[Source records]

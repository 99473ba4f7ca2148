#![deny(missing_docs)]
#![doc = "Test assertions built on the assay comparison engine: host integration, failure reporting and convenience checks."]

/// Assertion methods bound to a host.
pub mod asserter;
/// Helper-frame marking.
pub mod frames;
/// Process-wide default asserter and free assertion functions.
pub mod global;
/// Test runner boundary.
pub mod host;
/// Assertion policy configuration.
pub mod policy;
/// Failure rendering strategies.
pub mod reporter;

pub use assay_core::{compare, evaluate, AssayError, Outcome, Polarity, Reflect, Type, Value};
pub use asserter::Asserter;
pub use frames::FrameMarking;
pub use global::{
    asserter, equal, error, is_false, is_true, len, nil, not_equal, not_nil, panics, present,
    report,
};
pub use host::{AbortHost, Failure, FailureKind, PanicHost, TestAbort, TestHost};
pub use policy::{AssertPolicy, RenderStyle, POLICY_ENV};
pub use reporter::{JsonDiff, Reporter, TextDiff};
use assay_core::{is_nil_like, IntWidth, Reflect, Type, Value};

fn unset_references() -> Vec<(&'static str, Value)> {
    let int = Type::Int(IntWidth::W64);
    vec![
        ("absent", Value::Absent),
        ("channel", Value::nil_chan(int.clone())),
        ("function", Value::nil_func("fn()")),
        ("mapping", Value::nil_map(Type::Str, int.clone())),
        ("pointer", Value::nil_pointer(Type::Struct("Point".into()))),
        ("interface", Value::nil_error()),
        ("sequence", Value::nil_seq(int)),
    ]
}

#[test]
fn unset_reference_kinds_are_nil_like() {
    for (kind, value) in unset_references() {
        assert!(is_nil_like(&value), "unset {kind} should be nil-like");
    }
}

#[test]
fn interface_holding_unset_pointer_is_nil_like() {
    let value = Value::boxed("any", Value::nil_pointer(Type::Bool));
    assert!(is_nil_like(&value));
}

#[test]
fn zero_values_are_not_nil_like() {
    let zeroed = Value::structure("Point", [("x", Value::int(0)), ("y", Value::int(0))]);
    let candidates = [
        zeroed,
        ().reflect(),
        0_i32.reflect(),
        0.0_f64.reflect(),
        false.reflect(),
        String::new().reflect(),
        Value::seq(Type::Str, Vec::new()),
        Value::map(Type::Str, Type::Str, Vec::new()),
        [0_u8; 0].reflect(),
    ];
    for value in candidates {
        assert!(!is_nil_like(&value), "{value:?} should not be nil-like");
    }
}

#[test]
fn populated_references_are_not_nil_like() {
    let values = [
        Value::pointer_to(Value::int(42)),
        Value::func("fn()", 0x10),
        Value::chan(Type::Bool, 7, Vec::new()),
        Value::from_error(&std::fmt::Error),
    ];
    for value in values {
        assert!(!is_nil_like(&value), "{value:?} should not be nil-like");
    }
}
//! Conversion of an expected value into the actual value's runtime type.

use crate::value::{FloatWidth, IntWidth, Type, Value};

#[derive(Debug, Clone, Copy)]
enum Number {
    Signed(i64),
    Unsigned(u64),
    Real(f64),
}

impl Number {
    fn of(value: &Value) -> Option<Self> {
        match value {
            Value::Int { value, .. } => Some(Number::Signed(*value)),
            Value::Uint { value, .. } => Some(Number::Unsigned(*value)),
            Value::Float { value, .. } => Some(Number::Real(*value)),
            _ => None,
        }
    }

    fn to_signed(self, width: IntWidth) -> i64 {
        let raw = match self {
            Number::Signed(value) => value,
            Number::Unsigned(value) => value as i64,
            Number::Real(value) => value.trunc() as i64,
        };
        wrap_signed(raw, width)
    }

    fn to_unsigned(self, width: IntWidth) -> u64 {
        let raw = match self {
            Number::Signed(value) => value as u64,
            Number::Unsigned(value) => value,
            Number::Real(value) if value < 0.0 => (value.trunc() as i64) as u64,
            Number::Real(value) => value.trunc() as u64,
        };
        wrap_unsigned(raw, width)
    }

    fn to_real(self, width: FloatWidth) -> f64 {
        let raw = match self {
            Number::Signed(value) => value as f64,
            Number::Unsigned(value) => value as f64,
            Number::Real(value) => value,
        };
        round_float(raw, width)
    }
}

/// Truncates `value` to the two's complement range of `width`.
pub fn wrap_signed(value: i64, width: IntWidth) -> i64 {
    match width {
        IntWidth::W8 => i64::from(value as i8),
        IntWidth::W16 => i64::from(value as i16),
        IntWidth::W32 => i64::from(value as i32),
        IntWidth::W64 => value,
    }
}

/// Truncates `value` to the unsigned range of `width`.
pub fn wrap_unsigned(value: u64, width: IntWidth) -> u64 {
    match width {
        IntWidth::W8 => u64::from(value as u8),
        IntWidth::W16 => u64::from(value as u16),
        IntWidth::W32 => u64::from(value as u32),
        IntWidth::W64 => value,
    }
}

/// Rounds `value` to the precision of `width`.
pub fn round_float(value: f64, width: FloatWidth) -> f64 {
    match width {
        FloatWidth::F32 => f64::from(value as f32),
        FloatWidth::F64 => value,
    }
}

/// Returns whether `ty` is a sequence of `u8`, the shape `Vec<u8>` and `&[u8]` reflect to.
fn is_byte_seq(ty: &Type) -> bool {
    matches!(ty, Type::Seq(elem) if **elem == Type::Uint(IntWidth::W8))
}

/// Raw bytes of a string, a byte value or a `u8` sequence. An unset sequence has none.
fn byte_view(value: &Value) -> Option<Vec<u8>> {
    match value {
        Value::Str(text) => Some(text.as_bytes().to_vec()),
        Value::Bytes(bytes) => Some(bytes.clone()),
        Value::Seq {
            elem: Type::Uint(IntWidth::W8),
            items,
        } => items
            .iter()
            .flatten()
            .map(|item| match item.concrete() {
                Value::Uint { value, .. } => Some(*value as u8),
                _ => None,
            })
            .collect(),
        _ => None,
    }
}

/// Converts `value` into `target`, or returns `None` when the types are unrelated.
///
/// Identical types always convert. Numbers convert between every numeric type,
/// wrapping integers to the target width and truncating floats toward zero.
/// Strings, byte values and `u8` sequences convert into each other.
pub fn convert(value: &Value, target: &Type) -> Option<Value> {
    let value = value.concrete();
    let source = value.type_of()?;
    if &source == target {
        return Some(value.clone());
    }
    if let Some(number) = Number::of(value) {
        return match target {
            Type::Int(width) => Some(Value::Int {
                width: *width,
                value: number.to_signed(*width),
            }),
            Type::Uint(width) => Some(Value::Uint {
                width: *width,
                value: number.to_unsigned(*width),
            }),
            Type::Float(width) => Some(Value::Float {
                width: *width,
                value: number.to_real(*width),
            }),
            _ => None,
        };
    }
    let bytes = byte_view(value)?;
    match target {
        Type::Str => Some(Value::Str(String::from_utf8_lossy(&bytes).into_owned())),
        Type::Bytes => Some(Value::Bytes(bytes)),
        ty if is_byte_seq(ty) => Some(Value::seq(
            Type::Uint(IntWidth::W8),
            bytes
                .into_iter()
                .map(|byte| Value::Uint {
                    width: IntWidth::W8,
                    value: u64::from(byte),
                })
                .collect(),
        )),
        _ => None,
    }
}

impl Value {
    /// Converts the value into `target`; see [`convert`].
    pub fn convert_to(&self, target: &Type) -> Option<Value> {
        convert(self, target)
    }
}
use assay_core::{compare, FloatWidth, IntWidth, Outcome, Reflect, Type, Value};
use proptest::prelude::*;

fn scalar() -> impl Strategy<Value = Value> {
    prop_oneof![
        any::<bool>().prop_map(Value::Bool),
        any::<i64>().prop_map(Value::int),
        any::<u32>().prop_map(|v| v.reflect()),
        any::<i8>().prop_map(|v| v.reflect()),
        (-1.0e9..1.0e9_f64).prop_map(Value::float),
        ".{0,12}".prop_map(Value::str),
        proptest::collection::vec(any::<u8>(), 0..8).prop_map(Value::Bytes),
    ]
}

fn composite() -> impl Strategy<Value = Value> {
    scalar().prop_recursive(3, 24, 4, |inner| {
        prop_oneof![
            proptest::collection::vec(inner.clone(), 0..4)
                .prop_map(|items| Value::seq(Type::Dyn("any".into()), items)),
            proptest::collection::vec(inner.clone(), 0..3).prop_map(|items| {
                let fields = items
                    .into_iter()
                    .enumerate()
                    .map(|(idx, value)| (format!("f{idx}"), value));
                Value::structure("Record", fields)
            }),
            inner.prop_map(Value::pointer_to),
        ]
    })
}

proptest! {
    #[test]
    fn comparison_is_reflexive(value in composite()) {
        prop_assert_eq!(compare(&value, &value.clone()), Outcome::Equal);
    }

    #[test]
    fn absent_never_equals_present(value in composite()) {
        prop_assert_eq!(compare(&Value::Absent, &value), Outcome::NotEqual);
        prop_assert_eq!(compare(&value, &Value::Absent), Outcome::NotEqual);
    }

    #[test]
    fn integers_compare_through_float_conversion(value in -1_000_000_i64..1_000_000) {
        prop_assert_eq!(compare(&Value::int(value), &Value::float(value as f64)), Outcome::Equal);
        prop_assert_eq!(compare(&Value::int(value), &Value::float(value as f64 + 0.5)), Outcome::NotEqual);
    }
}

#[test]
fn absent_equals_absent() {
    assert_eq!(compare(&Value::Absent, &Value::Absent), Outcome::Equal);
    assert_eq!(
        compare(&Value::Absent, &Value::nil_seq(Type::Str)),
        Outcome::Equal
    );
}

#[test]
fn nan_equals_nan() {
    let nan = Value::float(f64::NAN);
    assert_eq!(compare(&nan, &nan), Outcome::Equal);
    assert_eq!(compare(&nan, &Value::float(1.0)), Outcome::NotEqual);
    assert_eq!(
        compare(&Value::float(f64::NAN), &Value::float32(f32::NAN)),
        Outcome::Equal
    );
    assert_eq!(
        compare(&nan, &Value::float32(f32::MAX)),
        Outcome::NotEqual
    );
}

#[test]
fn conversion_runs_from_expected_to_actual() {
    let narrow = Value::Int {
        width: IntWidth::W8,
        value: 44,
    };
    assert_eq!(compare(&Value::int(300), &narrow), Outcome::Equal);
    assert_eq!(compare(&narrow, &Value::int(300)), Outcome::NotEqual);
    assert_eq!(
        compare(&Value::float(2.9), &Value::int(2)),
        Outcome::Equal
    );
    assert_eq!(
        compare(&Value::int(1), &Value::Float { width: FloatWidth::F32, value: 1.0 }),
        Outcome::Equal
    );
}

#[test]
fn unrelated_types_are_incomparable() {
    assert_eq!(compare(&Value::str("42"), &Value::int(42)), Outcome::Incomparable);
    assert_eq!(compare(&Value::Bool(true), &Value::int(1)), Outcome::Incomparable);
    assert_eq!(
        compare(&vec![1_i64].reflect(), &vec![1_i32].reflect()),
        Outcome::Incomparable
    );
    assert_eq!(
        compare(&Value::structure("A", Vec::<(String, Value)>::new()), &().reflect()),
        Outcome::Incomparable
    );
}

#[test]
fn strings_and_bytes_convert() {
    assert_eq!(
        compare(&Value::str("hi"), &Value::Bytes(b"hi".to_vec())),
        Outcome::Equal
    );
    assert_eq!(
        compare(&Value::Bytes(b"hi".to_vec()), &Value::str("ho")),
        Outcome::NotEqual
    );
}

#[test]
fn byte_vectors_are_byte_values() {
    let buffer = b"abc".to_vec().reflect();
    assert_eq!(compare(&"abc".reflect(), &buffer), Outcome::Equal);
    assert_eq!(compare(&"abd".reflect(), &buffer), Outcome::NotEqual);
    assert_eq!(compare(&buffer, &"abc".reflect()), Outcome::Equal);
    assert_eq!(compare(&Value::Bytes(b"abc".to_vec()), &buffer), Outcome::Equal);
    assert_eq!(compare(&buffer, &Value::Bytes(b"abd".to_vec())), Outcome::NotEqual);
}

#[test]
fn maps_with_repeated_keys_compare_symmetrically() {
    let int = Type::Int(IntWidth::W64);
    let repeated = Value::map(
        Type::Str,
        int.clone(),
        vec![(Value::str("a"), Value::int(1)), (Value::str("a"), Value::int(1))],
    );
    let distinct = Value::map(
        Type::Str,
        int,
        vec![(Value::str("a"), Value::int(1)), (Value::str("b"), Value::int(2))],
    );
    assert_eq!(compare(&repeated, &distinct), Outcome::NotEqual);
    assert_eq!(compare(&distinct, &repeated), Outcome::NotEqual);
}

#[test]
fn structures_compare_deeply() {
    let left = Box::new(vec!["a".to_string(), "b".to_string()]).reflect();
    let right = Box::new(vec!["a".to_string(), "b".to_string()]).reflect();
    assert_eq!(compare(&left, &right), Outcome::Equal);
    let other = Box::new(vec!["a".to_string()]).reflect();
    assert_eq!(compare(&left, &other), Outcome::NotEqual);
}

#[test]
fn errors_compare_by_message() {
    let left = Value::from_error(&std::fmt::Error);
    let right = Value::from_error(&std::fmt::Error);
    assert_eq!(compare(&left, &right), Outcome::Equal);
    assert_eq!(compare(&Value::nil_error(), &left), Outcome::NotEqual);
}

• Work required:
When a line of the records holds the word "target", copy that line.

• Solution to this problem:
/// Converts `value` into `target`, or returns `None` when the types are unrelated.
/// wrapping integers to the target width and truncating floats toward zero.
pub fn convert(value: &Value, target: &Type) -> Option<Value> {
    if &source == target {
        return match target {
    match target {
    /// Converts the value into `target`; see [`convert`].
    pub fn convert_to(&self, target: &Type) -> Option<Value> {
        convert(self, target)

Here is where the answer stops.